» Exercise objective:
Scan the records for "PathBuf" and copy each line that contains it.

» Records to process:
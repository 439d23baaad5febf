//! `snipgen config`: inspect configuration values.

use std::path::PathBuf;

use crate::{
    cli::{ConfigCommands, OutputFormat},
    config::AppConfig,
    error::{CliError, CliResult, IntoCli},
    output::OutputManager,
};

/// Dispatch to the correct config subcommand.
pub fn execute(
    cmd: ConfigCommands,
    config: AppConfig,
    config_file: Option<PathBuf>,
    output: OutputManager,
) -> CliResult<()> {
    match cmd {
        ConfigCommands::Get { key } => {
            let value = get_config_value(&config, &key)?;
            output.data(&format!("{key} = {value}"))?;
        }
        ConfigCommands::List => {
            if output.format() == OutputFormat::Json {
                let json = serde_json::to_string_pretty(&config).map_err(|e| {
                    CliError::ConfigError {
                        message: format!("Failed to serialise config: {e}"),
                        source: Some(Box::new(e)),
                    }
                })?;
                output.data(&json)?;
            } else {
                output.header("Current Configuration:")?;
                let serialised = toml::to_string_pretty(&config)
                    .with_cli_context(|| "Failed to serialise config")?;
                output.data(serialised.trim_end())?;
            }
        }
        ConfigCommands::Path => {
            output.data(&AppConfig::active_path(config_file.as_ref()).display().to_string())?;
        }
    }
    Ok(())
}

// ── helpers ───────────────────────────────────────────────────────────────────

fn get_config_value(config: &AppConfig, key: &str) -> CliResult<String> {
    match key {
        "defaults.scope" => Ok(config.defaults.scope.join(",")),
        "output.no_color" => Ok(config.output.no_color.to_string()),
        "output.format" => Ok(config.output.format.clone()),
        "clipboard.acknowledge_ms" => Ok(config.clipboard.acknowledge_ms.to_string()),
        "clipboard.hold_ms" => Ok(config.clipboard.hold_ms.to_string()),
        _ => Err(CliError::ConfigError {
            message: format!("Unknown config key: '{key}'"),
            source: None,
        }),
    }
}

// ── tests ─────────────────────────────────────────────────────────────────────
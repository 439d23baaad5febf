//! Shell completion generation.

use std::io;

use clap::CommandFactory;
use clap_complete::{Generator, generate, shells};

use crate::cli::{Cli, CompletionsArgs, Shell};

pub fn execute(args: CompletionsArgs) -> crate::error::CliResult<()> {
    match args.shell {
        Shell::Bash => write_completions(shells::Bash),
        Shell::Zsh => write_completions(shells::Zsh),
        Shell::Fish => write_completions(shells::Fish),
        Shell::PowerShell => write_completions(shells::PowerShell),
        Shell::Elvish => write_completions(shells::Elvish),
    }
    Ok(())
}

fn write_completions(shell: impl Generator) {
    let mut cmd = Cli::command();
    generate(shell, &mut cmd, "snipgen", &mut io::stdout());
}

» Exercise result:
use std::path::PathBuf;
    config_file: Option<PathBuf>,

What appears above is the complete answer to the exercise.